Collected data

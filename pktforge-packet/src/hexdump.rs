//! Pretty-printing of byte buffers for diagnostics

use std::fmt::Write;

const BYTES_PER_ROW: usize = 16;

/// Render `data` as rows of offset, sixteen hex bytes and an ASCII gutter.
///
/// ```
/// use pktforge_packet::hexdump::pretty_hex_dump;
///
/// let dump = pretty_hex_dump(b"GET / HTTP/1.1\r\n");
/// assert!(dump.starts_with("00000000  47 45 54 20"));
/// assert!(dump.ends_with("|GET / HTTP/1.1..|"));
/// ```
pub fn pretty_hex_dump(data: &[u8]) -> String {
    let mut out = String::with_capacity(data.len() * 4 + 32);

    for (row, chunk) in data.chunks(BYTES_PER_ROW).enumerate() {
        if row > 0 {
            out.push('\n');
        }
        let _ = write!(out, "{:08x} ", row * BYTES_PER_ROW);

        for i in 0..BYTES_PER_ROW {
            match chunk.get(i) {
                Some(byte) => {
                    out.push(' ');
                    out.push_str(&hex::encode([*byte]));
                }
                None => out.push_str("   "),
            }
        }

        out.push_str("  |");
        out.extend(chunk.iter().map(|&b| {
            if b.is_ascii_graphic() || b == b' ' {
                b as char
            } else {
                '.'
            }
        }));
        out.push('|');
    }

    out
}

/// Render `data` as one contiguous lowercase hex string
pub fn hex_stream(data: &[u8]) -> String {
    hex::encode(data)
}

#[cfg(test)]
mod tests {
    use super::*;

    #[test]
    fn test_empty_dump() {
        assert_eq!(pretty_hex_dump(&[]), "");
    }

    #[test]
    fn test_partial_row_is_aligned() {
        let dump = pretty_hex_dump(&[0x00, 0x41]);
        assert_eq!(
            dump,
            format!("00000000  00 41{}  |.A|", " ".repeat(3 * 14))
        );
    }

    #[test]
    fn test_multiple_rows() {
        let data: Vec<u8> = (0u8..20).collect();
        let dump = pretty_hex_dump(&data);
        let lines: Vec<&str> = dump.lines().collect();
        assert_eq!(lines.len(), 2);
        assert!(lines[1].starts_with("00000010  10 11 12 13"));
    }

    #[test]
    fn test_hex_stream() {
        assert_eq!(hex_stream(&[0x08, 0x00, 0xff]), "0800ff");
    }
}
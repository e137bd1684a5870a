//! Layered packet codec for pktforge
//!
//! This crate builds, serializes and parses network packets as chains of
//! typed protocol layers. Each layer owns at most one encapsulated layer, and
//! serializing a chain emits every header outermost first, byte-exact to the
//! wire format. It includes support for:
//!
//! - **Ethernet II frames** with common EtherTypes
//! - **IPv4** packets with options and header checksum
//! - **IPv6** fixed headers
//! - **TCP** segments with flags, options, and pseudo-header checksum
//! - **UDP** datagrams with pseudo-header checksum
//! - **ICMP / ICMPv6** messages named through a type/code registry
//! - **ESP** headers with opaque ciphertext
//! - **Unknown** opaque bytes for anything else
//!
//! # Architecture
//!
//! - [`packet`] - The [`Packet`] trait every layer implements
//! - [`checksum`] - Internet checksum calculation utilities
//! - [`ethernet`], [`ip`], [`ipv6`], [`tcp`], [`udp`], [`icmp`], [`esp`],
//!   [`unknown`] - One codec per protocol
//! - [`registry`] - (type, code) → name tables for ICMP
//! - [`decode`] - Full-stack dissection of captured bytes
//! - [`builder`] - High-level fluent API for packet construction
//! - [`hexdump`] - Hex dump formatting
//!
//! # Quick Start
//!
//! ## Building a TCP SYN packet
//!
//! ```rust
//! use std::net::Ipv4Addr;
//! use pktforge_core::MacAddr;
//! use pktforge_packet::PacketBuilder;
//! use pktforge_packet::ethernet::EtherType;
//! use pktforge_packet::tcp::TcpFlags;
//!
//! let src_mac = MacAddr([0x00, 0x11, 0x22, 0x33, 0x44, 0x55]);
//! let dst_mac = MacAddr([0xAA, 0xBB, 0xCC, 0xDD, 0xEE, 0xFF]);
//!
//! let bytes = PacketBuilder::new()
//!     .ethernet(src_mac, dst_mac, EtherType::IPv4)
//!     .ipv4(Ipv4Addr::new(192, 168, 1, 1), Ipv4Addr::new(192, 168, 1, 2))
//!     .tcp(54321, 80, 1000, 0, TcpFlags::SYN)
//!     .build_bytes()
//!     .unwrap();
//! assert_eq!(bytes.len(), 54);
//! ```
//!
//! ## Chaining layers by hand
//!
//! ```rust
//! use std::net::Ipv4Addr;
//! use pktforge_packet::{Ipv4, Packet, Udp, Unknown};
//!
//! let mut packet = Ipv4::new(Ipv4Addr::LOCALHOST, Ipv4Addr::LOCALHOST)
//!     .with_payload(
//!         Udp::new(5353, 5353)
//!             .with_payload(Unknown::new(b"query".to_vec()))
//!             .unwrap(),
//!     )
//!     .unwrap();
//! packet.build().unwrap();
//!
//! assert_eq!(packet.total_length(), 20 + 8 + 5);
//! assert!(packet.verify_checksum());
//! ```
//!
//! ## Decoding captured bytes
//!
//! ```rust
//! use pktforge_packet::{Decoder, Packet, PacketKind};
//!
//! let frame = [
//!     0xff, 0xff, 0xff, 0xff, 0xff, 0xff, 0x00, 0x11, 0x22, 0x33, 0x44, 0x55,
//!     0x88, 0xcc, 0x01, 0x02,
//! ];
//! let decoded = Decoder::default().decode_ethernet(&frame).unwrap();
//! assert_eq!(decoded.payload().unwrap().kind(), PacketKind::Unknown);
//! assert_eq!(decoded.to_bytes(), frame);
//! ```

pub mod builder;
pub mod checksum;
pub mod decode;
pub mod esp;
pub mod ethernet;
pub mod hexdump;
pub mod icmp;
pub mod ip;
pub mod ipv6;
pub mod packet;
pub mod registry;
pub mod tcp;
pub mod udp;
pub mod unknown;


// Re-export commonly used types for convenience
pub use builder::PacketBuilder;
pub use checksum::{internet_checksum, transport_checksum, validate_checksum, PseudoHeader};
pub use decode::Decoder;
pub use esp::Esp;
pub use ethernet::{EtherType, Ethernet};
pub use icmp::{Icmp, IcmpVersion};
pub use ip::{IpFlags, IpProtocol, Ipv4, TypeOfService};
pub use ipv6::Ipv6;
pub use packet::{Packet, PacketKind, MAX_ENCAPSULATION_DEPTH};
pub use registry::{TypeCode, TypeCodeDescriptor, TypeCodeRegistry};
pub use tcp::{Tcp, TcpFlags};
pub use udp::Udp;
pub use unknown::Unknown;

Exercise prompt
Each line of the data in which the string "hexdump" appears needs to be copied.

Written reply
filename pktforge-packet/src/hexdump.rs
/// use pktforge_packet::hexdump::pretty_hex_dump;
//! - [`hexdump`] - Hex dump formatting
pub mod hexdump;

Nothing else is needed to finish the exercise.